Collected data
◆ ◆ ◆

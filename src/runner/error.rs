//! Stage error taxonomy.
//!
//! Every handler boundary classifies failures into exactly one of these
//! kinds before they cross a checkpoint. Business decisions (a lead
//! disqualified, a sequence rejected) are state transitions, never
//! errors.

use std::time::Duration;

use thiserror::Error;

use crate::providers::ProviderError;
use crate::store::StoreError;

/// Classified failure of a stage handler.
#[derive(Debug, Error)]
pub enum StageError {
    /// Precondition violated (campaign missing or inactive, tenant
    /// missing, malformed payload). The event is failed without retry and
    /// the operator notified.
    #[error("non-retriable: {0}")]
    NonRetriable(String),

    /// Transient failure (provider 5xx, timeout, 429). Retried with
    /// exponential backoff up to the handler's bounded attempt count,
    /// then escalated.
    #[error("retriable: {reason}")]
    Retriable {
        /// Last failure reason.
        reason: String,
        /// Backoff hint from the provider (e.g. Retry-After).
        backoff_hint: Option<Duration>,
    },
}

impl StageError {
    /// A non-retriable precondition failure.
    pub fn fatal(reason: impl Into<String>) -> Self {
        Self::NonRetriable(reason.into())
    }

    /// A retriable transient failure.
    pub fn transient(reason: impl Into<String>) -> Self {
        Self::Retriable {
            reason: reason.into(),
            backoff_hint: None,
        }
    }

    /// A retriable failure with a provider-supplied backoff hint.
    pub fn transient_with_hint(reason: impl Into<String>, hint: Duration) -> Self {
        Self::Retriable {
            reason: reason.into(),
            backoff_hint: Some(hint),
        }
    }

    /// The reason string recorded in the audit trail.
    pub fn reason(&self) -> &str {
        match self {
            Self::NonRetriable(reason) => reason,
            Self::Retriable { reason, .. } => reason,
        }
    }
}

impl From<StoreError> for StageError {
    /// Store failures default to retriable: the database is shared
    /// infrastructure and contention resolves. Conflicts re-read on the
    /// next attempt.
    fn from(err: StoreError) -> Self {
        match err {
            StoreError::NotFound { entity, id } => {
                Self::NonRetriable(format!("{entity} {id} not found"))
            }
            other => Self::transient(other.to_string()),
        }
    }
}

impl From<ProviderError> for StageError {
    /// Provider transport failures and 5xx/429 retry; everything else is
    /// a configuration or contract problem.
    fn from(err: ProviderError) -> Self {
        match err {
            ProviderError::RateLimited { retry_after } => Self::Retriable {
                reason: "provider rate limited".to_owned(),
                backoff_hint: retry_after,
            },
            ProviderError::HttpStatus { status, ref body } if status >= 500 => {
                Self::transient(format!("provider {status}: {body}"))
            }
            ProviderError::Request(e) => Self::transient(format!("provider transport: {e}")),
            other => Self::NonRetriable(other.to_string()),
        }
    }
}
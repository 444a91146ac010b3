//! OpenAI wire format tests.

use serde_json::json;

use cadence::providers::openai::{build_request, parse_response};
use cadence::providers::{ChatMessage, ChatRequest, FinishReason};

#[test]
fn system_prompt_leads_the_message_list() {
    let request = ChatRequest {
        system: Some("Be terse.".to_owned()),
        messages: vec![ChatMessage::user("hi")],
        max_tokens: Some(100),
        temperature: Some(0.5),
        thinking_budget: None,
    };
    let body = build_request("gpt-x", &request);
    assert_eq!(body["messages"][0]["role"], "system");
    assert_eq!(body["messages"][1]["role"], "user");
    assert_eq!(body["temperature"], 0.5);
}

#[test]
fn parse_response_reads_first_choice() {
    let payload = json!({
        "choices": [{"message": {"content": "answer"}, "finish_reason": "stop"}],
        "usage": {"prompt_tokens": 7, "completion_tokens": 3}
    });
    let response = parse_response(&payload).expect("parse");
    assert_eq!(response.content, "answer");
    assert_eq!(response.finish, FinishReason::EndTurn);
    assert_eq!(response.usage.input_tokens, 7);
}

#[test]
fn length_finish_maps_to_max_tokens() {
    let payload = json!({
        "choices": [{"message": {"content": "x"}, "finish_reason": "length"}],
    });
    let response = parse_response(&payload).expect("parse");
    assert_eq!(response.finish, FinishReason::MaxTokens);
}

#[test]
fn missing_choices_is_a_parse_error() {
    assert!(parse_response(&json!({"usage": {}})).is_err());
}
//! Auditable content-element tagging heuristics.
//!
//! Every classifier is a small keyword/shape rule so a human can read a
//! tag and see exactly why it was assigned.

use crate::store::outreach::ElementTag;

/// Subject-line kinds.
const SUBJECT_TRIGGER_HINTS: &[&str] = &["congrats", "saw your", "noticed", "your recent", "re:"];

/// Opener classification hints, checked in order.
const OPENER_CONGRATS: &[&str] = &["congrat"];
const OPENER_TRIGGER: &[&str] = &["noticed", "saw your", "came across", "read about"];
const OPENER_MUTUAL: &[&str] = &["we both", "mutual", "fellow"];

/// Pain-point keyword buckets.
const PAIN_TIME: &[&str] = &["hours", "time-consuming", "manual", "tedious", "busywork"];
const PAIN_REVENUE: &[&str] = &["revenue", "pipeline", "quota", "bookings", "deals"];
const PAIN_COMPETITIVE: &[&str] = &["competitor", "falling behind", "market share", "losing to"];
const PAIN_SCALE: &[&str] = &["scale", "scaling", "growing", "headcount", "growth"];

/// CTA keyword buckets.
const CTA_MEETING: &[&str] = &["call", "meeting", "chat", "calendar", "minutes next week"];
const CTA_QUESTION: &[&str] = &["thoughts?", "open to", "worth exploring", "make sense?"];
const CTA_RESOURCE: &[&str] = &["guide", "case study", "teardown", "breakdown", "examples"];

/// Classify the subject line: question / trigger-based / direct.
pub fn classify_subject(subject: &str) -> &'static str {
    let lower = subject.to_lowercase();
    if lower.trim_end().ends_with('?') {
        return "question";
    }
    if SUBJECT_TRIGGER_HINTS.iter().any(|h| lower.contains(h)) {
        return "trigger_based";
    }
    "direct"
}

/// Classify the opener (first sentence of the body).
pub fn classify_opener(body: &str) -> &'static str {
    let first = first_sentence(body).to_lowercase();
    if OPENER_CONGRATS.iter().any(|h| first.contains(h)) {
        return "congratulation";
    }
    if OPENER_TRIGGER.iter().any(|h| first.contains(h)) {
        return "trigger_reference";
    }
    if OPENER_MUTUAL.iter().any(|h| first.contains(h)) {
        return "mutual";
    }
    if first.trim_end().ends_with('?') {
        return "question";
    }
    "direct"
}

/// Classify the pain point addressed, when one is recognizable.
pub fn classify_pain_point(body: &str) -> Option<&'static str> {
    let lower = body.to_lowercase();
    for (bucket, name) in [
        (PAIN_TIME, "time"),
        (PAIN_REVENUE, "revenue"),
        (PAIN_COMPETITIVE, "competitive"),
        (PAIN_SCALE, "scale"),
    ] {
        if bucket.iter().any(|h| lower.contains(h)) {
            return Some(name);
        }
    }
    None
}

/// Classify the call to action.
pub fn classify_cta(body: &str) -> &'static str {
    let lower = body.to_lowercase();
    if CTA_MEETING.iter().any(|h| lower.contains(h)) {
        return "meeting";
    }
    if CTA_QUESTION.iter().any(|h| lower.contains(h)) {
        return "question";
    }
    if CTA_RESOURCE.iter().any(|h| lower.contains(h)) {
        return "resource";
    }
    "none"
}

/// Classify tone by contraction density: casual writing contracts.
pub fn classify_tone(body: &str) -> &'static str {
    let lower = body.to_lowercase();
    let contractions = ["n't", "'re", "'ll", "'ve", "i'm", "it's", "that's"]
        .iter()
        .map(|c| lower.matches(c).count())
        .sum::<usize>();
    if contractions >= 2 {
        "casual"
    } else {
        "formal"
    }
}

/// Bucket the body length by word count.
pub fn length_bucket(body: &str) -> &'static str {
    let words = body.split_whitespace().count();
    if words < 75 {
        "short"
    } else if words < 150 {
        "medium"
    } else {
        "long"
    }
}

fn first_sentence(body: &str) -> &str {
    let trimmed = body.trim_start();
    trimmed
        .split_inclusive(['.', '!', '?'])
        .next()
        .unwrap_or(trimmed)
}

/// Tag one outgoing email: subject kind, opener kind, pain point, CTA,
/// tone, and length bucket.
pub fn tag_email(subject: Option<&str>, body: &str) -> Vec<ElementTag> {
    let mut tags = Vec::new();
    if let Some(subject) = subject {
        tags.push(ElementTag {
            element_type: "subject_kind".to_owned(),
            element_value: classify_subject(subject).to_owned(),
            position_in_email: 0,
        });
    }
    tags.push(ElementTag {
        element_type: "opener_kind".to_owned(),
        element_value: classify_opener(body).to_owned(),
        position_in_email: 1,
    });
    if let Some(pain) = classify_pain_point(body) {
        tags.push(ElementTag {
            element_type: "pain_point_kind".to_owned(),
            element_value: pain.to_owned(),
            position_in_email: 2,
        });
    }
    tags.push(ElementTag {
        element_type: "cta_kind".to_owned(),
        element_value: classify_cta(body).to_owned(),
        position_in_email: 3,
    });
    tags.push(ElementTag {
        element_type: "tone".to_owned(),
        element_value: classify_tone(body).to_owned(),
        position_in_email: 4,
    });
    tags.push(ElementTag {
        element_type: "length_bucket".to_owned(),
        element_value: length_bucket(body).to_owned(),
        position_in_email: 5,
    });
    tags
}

◆ ◆ ◆

Copy out all lines from the records where the word "providers" appears.

use crate::providers::ProviderError;
use cadence::providers::openai::{build_request, parse_response};
use cadence::providers::{ChatMessage, ChatRequest, FinishReason};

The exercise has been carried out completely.